Pesquisadores da UFMG participaram do sequenciamento de 427 genomas do Sars-CoV-2, que resultou na geração do maior conjunto de dados genômicos da América Latina
Mesmo prejudicadas pelos discursos políticos negacionistas, as medidas de isolamento social adotadas no Brasil, como a implementação do trabalho remoto e o fechamento do comércio e das escolas, ajudaram a reduzir pela metade a taxa de transmissão do novo coronavírus no Rio de Janeiro e em São Paulo. É o que indica o estudo multinacional Evolution and epidemic spread of Sars-CoV-2 in Brazil (Evolução e disseminação epidêmica da Sars-CoV-2 no Brasil), que foi publicado na última quinta-feira, dia 23, na Science.
O estudo envolveu uma força-tarefa formada por dezenas de pesquisadores de 15 instituições brasileiras – entre elas a UFMG – e de vários centros europeus, que chegaram a essas conclusões por meio do processamento dos dados genéticos dos vírus que têm circulado no Brasil desde o início da pandemia, em um modelo de transmissão orientado à mobilidade. Os pesquisadores combinaram dados genômicos, de mobilidade e epidemiológicos para entender como se deu a transmissão do Sars-CoV-2 no Brasil.
O trabalho realizado pelos pesquisadores foi volumoso. Para chegar aos 427 genomas do novo coronavírus sequenciados no estudo, construindo este que já é o maior conjunto de dados genômicos da América Latina – e um dos maiores do mundo –, os pesquisadores analisaram, em apenas dois meses (março e abril), 26.732 amostras coletadas em 85 cidades de mais de 20 estados brasileiros, usando ensaios de PCR em tempo real, para então chegar ao montante de 7.944 amostras contaminadas.

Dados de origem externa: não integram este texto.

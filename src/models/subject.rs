use std::collections::BTreeMap;

use serde::{Deserialize, Serialize};

use super::SubjectId;

/// Subject type code Bangumi uses for anime.
pub const ANIME_SUBJECT_TYPE: u8 = 2;

#[derive(Debug, Clone, Default, PartialEq, Serialize, Deserialize)]
#[serde(default)]
pub struct Rating {
    pub total: u32,
    /// Votes per score bucket, keyed "1".."10".
    pub count: BTreeMap<String, u32>,
    pub score: f64,
}

#[derive(Debug, Clone, Default, PartialEq, Eq, Serialize, Deserialize)]
#[serde(default)]
pub struct Images {
    pub large: String,
    pub common: String,
    pub medium: String,
    pub small: String,
    pub grid: String,
}

#[derive(Debug, Clone, Default, PartialEq, Eq, Serialize, Deserialize)]
#[serde(default)]
pub struct Collection {
    pub wish: u32,
    pub collect: u32,
    pub doing: u32,
    pub on_hold: u32,
    pub dropped: u32,
}

impl Collection {
    #[must_use]
    pub const fn total(&self) -> u32 {
        self.wish + self.collect + self.doing + self.on_hold + self.dropped
    }
}

#[derive(Debug, Clone, Default, PartialEq, Eq, Serialize, Deserialize)]
#[serde(default)]
pub struct Tag {
    pub name: String,
    pub count: u32,
}

#[derive(Debug, Clone, Default, PartialEq, Serialize, Deserialize)]
#[serde(default)]
pub struct Subject {
    pub id: SubjectId,
    pub name: String,
    pub name_cn: String,
    pub summary: String,
    pub date: Option<String>,
    pub air_date: Option<String>,
    pub air_weekday: Option<u8>,
    pub eps: Option<u32>,
    pub total_episodes: Option<u32>,
    pub rating: Rating,
    pub rank: Option<u32>,
    pub images: Images,
    pub collection: Collection,
    pub tags: Vec<Tag>,
}

impl Subject {
    /// Localized name when present, romaji otherwise.
    #[must_use]
    pub fn display_name(&self) -> &str {
        if self.name_cn.is_empty() {
            &self.name
        } else {
            &self.name_cn
        }
    }

    /// Card shape shared with the airing calendar.
    #[must_use]
    pub fn to_calendar_item(&self) -> CalendarItem {
        CalendarItem {
            id: self.id,
            url: format!("https://bgm.tv/subject/{}", self.id),
            subject_type: ANIME_SUBJECT_TYPE,
            name: self.name.clone(),
            name_cn: self.name_cn.clone(),
            summary: self.summary.clone(),
            air_date: self
                .air_date
                .clone()
                .or_else(|| self.date.clone())
                .unwrap_or_default(),
            air_weekday: self.air_weekday.unwrap_or_default(),
            rating: self.rating.clone(),
            rank: self.rank.unwrap_or_default(),
            images: self.images.clone(),
        }
    }
}

#[derive(Debug, Clone, Default, PartialEq, Serialize, Deserialize)]
#[serde(default)]
pub struct CalendarItem {
    pub id: SubjectId,
    pub url: String,
    #[serde(rename = "type")]
    pub subject_type: u8,
    pub name: String,
    pub name_cn: String,
    pub summary: String,
    pub air_date: String,
    pub air_weekday: u8,
    pub rating: Rating,
    pub rank: u32,
    pub images: Images,
}

impl CalendarItem {
    #[must_use]
    pub fn display_name(&self) -> &str {
        if self.name_cn.is_empty() {
            &self.name
        } else {
            &self.name_cn
        }
    }
}

#[derive(Debug, Clone, Default, PartialEq, Eq, Serialize, Deserialize)]
#[serde(default)]
pub struct Weekday {
    pub en: String,
    pub cn: String,
    pub ja: String,
    pub id: u8,
}

/// One column of the airing calendar.
#[derive(Debug, Clone, Default, PartialEq, Serialize, Deserialize)]
#[serde(default)]
pub struct CalendarDay {
    pub weekday: Weekday,
    pub items: Vec<CalendarItem>,
}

Os resultados alcançados dizem não apenas do passado, mas também do futuro. No estudo, os pesquisadores sugerem que, caso a recente “mudança na mobilidade” – ou seja, o crescente abandono do isolamento social no país –não seja controlada e revertida, o índice de transmissão do vírus no Brasil deve voltar a crescer, colaborando para o aumento da saturação da estrutura hospitalar disponível e a ocorrência de mais contaminações e mortes.
Movimento centro-periferia: chave da propagação
No estudo, os pesquisadores perceberam que, nos estados de São Paulo e Rio de Janeiro, a taxa de transmissão do Sars-CoV-2 caiu de 3, índice estimado para um contexto social brasileiro comum, para 1,6. Isso significa que, se nenhuma medida de isolamento social tivesse sido tomada, cada pessoa contaminada teria infectado algo em torno de 3 pessoas. Com o fechamento de escolas e do comércio, entre outras medidas, cada pessoa contaminada infectou 1,6 pessoa.
No artigo, o grupo de cientistas afirma que suas descobertas “enfatizam o papel da mobilidade dentro e entre os estados como fator-chave da propagação local e inter-regional do vírus” e que “as áreas urbanas altamente povoadas e bem conectadas da região Sudeste atuaram como as principais fontes de circulação do vírus dentro do país”.
Na conclusão do estudo, os pesquisadores indicam que, para frear o aumento do número de casos e mortes no país, é preciso implementar sistemas de “triagem diagnóstica rápida e acessível”, protocolos de quarentena para os novos contaminados, de rastreamento dos contatos que essas pessoas tiveram durante o período de contaminação e, sobretudo, intensificar as “medidas de distanciamento social em todo o país”, de modo que, para que a epidemia seja controlada, um índice de 1,6 de transmissão caia para menos de 1. “Este estudo fornece evidências de que as intervenções atuais permanecem insuficientes para manter a transmissão do vírus sob controle no país”, alertam os pesquisadores.
O professor Renato Santana de Aguiar, do Instituto de Ciências Biológicas (ICB), coordenou o estudo no âmbito da UFMG. Além dele, mais sete pesquisadores da comunidade acadêmica da Universidade trabalharam na pesquisa: os professores Cristiano Xavier Lima, da Faculdade de Medicina, Mauro Martins Teixeira e Renan Pedra de Souza, do ICB, e os pesquisadores Camila Zolini de Sá, Jôsy Hubner de Souza, Luciana Cunha Resende Moreira e Rennan Garcias Moreira, todos do ICB.